20E hampered by the pandemic but outlook remains good
Year 2020 started well but the Covid-19 quickly spread across the world and Marimekko was forced to close its retail stores temporarily in Finland as well as in other market areas. Despite of the challenging times, Marimekko performed relatively well during the lockdown. The company has benefited of having different product segments (i.e. consumers have spent more time at home which has increased the demand of home décor products while fashion sales have dropped). We expect Marimekko’s sales to decline by ~4 percent y/y in 20E. Given the circumstances, we consider this fairly good performance. We expect adj. EBIT to be on a par with last year, totaling EUR 17.3m. We expect revenue to grow by ~8 percent in 21E and ~6 percent in 22E. We expect Marimekko is set to reach its EBIT margin target of 15 percent by 22E.
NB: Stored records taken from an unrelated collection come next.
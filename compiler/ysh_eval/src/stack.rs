//! Stack safety for deeply nested expressions.
//!
//! Evaluation and eggex compilation recurse once per tree level, and command
//! substitution can re-enter the evaluator. [`ensure_sufficient_stack`]
//! grows the stack on demand instead of overflowing.

/// Grow the stack when less than this remains (100KB).
const RED_ZONE: usize = 100 * 1024;

/// Stack space to allocate per growth (1MB).
const STACK_PER_RECURSION: usize = 1024 * 1024;

/// Run `f`, first growing the stack if it is nearly exhausted.
#[inline]
#[cfg(not(target_arch = "wasm32"))]
pub fn ensure_sufficient_stack<R>(f: impl FnOnce() -> R) -> R {
    stacker::maybe_grow(RED_ZONE, STACK_PER_RECURSION, f)
}

/// WASM manages its own stack.
#[inline]
#[cfg(target_arch = "wasm32")]
pub fn ensure_sufficient_stack<R>(f: impl FnOnce() -> R) -> R {
    f()
}
#[test]
fn test_plus_equals() {
    let mut h = Harness::new();
    h.define("n", Value::int(1));
    h.define("s", Value::string("a"));
    let n = tok(TokenId::Name, "n");
    let s = tok(TokenId::Name, "s");

    assert_eq!(
        h.with(|ev| ev.eval_plus_equals(&n, Value::int(2))).unwrap(),
        Value::int(3)
    );
    assert_eq!(
        h.with(|ev| ev.eval_plus_equals(&n, Value::float(0.5)))
            .unwrap(),
        Value::float(1.5)
    );

    let err = h
        .with(|ev| ev.eval_plus_equals(&s, Value::string("b")))
        .unwrap_err();
    assert_eq!(err.message, "Object of type 'Str' doesn't support +=");

    let err = h
        .with(|ev| ev.eval_plus_equals(&n, Value::string("b")))
        .unwrap_err();
    assert!(matches!(err.kind, EvalErrorKind::ExprType { .. }));
}

// Limits

#[test]
fn test_recursion_limit() {
    let mut h = Harness::new();
    let mut e = int(1);
    for _ in 0..5 {
        e = unary(UnaryOp::Neg, e);
    }
    let limits = EvalLimits { max_depth: Some(3) };
    let mut ev = EvaluatorBuilder::new(&mut h.mem, &mut h.words, &mut h.shell)
        .limits(limits)
        .build();
    let err = ev.eval_expr(&e).unwrap_err();
    assert_eq!(err.kind, EvalErrorKind::RecursionLimit { limit: 3 });
    assert_eq!(ev.limits(), limits);

    // Within the limit
    assert_eq!(ev.eval_expr(&unary(UnaryOp::Neg, int(1))).unwrap(), Value::int(-1));
}

#[test]
fn test_deep_nesting_without_limit() {
    let mut h = Harness::new();
    let mut e = int(0);
    for _ in 0..2_000 {
        e = binary(BinaryOp::Add, e, int(1));
    }
    assert_eq!(h.eval(&e).unwrap(), Value::int(2_000));
}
“BUY” with TP of EUR 44 (43)
We value Marimekko by using valuation multiples. On our estimates, the company trades with 20E P/E multiple of 24.8x and EV/EBIT multiple of 17.9x. Hence the company trades with a discount compared to the premium and luxury peers. Correspondingly, the company trades with 21E P/E multiple of 20.7x and EV/EBIT multiple of 15.6x, which translates into a clear discount compared to the luxury peers. We keep our rating “BUY” with TP of EUR 44 (43).